[Data entries]
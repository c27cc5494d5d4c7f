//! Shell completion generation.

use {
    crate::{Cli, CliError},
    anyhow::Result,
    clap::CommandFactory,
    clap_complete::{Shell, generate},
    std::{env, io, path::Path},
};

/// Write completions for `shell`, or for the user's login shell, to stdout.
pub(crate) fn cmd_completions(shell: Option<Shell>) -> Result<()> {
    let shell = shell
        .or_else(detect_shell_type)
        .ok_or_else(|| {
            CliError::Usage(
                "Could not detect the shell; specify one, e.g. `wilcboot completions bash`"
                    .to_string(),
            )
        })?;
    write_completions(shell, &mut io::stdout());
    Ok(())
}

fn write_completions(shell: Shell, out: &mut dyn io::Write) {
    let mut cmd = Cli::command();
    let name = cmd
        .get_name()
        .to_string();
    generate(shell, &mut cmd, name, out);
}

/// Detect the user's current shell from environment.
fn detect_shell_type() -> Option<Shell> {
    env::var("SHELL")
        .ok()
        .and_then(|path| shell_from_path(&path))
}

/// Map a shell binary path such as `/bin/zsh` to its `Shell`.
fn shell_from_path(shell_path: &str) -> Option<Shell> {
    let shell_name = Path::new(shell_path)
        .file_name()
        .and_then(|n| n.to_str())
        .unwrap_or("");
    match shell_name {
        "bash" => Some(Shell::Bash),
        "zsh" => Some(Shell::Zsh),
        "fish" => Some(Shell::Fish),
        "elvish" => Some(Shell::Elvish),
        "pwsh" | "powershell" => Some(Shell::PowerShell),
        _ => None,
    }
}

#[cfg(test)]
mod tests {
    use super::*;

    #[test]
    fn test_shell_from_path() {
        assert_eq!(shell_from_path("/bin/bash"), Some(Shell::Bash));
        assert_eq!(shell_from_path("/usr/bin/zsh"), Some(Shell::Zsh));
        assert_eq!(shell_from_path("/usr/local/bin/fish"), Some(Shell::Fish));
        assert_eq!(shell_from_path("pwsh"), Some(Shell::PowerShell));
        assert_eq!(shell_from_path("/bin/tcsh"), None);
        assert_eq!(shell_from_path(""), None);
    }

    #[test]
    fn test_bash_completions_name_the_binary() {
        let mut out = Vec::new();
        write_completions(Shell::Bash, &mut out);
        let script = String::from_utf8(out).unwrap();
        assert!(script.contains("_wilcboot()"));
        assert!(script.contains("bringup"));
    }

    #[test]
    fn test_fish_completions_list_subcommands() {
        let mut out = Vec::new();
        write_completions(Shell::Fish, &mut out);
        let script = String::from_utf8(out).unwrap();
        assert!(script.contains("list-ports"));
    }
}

* * *

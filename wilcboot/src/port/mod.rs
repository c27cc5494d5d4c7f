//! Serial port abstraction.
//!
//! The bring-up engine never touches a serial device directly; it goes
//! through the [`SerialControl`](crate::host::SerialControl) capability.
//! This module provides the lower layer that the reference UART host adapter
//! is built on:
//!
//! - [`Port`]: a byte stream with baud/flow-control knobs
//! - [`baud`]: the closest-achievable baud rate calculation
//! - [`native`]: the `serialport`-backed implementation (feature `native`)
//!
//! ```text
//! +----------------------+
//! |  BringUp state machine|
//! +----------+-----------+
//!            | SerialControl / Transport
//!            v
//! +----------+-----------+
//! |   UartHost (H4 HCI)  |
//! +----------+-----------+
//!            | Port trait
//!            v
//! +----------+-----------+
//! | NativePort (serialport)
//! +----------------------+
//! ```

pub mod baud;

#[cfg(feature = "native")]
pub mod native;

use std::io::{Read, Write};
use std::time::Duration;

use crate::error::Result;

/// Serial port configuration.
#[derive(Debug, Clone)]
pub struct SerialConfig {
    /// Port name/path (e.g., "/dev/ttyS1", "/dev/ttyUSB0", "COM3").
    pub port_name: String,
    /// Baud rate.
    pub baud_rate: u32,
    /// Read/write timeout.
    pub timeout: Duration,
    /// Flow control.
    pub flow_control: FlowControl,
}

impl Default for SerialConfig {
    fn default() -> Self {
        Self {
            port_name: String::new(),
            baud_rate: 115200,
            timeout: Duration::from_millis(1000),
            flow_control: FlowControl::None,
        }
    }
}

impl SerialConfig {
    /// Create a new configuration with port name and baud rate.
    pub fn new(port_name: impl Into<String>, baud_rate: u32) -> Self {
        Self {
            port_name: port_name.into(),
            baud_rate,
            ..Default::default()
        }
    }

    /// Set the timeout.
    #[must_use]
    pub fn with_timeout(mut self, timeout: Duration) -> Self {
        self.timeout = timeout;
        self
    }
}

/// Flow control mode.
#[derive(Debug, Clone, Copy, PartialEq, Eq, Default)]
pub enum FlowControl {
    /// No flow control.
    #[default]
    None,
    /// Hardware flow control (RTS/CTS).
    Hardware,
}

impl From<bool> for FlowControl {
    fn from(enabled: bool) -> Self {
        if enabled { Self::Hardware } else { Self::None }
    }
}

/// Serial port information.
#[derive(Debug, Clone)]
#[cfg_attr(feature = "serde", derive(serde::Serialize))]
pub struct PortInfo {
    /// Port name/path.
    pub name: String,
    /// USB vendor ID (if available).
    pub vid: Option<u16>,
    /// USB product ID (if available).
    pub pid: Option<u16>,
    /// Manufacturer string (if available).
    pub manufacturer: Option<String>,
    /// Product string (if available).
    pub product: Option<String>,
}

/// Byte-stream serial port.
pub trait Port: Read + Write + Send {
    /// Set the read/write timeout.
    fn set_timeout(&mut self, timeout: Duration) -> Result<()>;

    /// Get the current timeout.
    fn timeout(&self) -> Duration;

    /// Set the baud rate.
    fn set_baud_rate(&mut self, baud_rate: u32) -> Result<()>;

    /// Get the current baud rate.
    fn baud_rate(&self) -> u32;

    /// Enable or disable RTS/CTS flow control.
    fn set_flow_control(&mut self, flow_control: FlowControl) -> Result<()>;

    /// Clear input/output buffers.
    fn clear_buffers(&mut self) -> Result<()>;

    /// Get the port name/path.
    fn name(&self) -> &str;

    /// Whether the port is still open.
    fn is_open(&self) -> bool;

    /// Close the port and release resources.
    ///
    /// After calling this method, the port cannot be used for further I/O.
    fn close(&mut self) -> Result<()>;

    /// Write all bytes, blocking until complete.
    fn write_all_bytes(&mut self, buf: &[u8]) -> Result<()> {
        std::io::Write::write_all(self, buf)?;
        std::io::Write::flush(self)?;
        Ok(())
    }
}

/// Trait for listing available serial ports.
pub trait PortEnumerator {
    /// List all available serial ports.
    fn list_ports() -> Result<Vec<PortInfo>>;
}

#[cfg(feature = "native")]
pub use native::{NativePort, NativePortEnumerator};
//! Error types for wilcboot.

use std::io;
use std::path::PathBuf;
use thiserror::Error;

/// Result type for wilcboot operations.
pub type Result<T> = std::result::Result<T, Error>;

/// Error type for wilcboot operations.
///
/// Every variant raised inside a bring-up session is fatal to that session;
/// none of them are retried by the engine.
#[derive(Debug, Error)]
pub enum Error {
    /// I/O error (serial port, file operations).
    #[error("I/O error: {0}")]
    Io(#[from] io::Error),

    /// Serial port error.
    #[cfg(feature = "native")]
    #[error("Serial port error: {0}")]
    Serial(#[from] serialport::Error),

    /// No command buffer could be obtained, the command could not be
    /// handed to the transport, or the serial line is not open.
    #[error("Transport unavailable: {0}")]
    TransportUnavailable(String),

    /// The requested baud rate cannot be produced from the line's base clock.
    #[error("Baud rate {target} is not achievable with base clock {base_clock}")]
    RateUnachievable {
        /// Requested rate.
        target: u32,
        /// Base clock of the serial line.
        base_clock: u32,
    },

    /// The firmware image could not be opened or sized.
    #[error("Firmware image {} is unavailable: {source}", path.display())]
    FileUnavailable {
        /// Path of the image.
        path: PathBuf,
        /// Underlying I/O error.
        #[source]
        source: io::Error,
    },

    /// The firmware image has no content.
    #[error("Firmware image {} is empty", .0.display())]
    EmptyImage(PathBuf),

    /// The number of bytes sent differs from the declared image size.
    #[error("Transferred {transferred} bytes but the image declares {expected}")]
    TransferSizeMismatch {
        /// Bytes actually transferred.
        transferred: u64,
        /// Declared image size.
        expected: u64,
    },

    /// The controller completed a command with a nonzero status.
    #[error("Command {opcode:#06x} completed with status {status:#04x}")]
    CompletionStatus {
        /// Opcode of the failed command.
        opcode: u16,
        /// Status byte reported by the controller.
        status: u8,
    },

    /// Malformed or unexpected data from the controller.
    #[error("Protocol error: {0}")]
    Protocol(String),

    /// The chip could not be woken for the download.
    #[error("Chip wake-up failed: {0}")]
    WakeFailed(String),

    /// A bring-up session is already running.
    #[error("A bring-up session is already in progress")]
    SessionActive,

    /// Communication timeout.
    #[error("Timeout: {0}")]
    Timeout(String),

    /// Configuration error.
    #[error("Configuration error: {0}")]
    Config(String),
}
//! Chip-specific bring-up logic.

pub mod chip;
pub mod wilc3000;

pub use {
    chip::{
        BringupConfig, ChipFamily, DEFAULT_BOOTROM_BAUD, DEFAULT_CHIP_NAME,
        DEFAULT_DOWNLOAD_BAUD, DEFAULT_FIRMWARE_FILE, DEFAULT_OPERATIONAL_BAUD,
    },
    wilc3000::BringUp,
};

→ Task to carry out
Scan the entries above and copy each line where "derive" occurs.

→ Response box
#[derive(Debug, Clone)]
#[derive(Debug, Clone, Copy, PartialEq, Eq, Default)]
#[derive(Debug, Clone)]
#[cfg_attr(feature = "serde", derive(serde::Serialize))]
#[derive(Debug, Error)]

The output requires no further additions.